*** Records supplied Section Begins ***

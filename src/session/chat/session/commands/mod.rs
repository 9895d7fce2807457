// Copyright 2025 Muvon Un Limited
//
// Licensed under the Apache License, Version 2.0 (the "License");
// you may not use this file except in compliance with the License.
// You may obtain a copy of the License at
//
//     http://www.apache.org/licenses/LICENSE-2.0
//
// Unless required by applicable law or agreed to in writing, software
// distributed under the License is distributed on an "AS IS" BASIS,
// WITHOUT WARRANTIES OR CONDITIONS OF ANY KIND, either express or implied.
// See the License for the specific language governing permissions and
// limitations under the License.

// Session command processing, one handler module per command

mod clear;
mod exit;
mod help;
mod history;
mod model;
mod save;

use super::core::ChatSession;
use super::output::TurnOutput;
use crate::session::chat::dispatcher::Command;

// Process user commands. None of these call a backend for a completion.
pub async fn process_command(session: &mut ChatSession, command: Command) -> TurnOutput {
	match command {
		Command::Model(None) => model::handle_show_model(session),
		Command::Model(Some(key)) => model::handle_model(session, &key).await,
		Command::History => history::handle_history(session),
		Command::Clear => clear::handle_clear(session),
		Command::Save => save::handle_save(session),
		Command::Help => help::handle_help(),
		Command::Quit => exit::handle_exit(),
	}
}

*** Records supplied Section Ends ***

The task:
Repeat exactly the lines that run from the opening of the listing through the line holding "use super::output::TurnOutput;". Leave out everything else.

Response to the task:
filename src/session/chat/session/commands/mod.rs
repository 9895d7fce2807457
// Copyright 2025 Muvon Un Limited
//
// Licensed under the Apache License, Version 2.0 (the "License");
// you may not use this file except in compliance with the License.
// You may obtain a copy of the License at
//
//     http://www.apache.org/licenses/LICENSE-2.0
//
// Unless required by applicable law or agreed to in writing, software
// distributed under the License is distributed on an "AS IS" BASIS,
// WITHOUT WARRANTIES OR CONDITIONS OF ANY KIND, either express or implied.
// See the License for the specific language governing permissions and
// limitations under the License.

// Session command processing, one handler module per command

mod clear;
mod exit;
mod help;
mod history;
mod model;
mod save;

use super::core::ChatSession;
use super::output::TurnOutput;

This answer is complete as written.